Dimanche
05
fév 2017
Jamet le dimanche ! - UN PLAN D
Jamet le dimanche ! - UN PLAN D
Dominique Jamet, vice-président de Debout la
France depuis 2012 mais également journaliste depuis... toujours tient
chaque semaine sur le site de Debout la France une chronique où il
commente très librement l'actualité politique.
Au cœur de la tourmente, gardons le sens des
proportions. L’affaire Fillon (1), ce n’est pas le scandale de Panama,
ce n’est pas l’affaire Stavisky, ce n’est même pas, et tant mieux pour
l’intéressé, l’affaire Cahuzac. A priori, l’enquête ouverte contre
l’ancien Premier ministre ne vise que la réalité des emplois tenus tant
par son épouse que par ses enfants, à hauteur d’environ un million
d’euros, et financés pour l’essentiel par de l’argent public, pour
partie par un ami généreux et fortuné. Si ces emplois s’avèrent fictifs,
il s’agit d’un délit prévu et réprimé par la loi. Le Parquet national
financier, qui s’est saisi du dossier, devrait trancher dans les
meilleurs délais, et dire s’il y a lieu ou non de poursuivre.

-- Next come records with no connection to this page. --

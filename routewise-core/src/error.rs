//! Terminal failures of an optimization request.

use thiserror::Error;

use crate::{Address, RequestValidationError, RoutingError};

/// Errors returned by [`Optimize::optimize`](crate::Optimize::optimize).
///
/// Every variant aborts the whole request; no partial summary is produced.
#[derive(Debug, Clone, PartialEq, Eq, Error)]
pub enum OptimizeError {
    /// The request itself was unusable, e.g. fewer than two addresses.
    #[error("invalid request: {0}")]
    InvalidRequest(#[from] RequestValidationError),
    /// Every attempt to geocode `address` timed out.
    #[error("geocoding timeout for address: {address} (after {attempts} attempts)")]
    GeocodingTimeout {
        /// Address that could not be resolved.
        address: Address,
        /// Attempts made before giving up.
        attempts: u32,
    },
    /// The geocoding service found no match for `address`.
    #[error("could not geocode address: {address}")]
    AddressNotFound {
        /// Address that could not be resolved.
        address: Address,
    },
    /// The geocoding service failed for a reason other than a timeout.
    #[error("geocoding error for address {address}: {detail}")]
    GeocodingProviderError {
        /// Address being resolved when the failure occurred.
        address: Address,
        /// Provider-supplied failure detail.
        detail: String,
    },
    /// The distance matrix could not be obtained.
    #[error("distance matrix request failed: {0}")]
    RoutingProviderError(#[source] RoutingError),
    /// The route geometry could not be obtained.
    #[error("route geometry request failed: {0}")]
    RouteGeometryError(#[source] RoutingError),
}

impl OptimizeError {
    /// Whether the caller, rather than an upstream service, is at fault.
    ///
    /// Invalid requests and unknown addresses can be fixed by editing the
    /// input; everything else is an upstream failure.
    ///
    /// # Examples
    /// ```
    /// use routewise_core::{Address, OptimizeError};
    ///
    /// let address = Address::new("Atlantis")?;
    /// assert!(OptimizeError::AddressNotFound { address }.is_client_error());
    /// # Ok::<(), routewise_core::AddressError>(())
    /// ```
    #[must_use]
    pub const fn is_client_error(&self) -> bool {
        matches!(self, Self::InvalidRequest(_) | Self::AddressNotFound { .. })
    }

    /// The address the failure relates to, if any.
    #[must_use]
    pub const fn address(&self) -> Option<&Address> {
        match self {
            Self::GeocodingTimeout { address, .. }
            | Self::AddressNotFound { address }
            | Self::GeocodingProviderError { address, .. } => Some(address),
            Self::InvalidRequest(_)
            | Self::RoutingProviderError(_)
            | Self::RouteGeometryError(_) => None,
        }
    }
}

#[cfg(test)]
mod tests {
    use super::*;
    use rstest::rstest;

    fn address(text: &str) -> Address {
        Address::new(text).expect("valid address")
    }

    #[rstest]
    fn messages_name_the_address() {
        let err = OptimizeError::AddressNotFound {
            address: address("Nowhere Lane"),
        };
        assert_eq!(err.to_string(), "could not geocode address: Nowhere Lane");

        let err = OptimizeError::GeocodingTimeout {
            address: address("Slow Street"),
            attempts: 3,
        };
        assert!(err.to_string().contains("Slow Street"));
    }

    #[rstest]
    #[case(
        OptimizeError::InvalidRequest(RequestValidationError::TooFewAddresses { count: 1 }),
        true
    )]
    #[case(OptimizeError::AddressNotFound { address: address("X") }, true)]
    #[case(OptimizeError::GeocodingTimeout { address: address("X"), attempts: 3 }, false)]
    #[case(
        OptimizeError::GeocodingProviderError { address: address("X"), detail: "boom".into() },
        false
    )]
    #[case(
        OptimizeError::RoutingProviderError(RoutingError::TooFewCoordinates { count: 1 }),
        false
    )]
    #[case(
        OptimizeError::RouteGeometryError(RoutingError::TooFewCoordinates { count: 1 }),
        false
    )]
    fn classifies_client_errors(#[case] err: OptimizeError, #[case] expected: bool) {
        assert_eq!(err.is_client_error(), expected);
    }

    #[rstest]
    fn exposes_offending_address() {
        let err = OptimizeError::GeocodingProviderError {
            address: address("Main St"),
            detail: "HTTP 503".into(),
        };
        assert_eq!(err.address().map(Address::as_str), Some("Main St"));
        assert!(
            OptimizeError::RouteGeometryError(RoutingError::TooFewCoordinates { count: 0 })
                .address()
                .is_none()
        );
    }
}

Nous
n’avons pas à préjuger de sa décision.
Qui a fourni au Canard enchaîné les
informations qui ont déclenché le séisme où un homme et sa réputation
sont en passe de s’engloutir ? Assurément une ou des personnes qui ne
voulaient pas de bien à François Fillon. Le coup est-il venu de la
gauche, de son propre camp ou d’ailleurs ? S’agit-il d’une vengeance
personnelle, d’une manœuvre politique, d’un mélange des deux ? Pourquoi
avoir choisi ce moment ? Parce qu’il était favorable. En toute
hypothèse, les résultats ont comblé et peut-être même dépassé les
espérances des délateurs masqués. Aucune piste, comme on dit dans la
police, n’est à écarter. Au demeurant, l’essentiel n’est pas là.
L’important, en l’occurrence, n’est pas l’identité des messagers, mais
bien le contenu du message, et celui-ci est parfaitement clair.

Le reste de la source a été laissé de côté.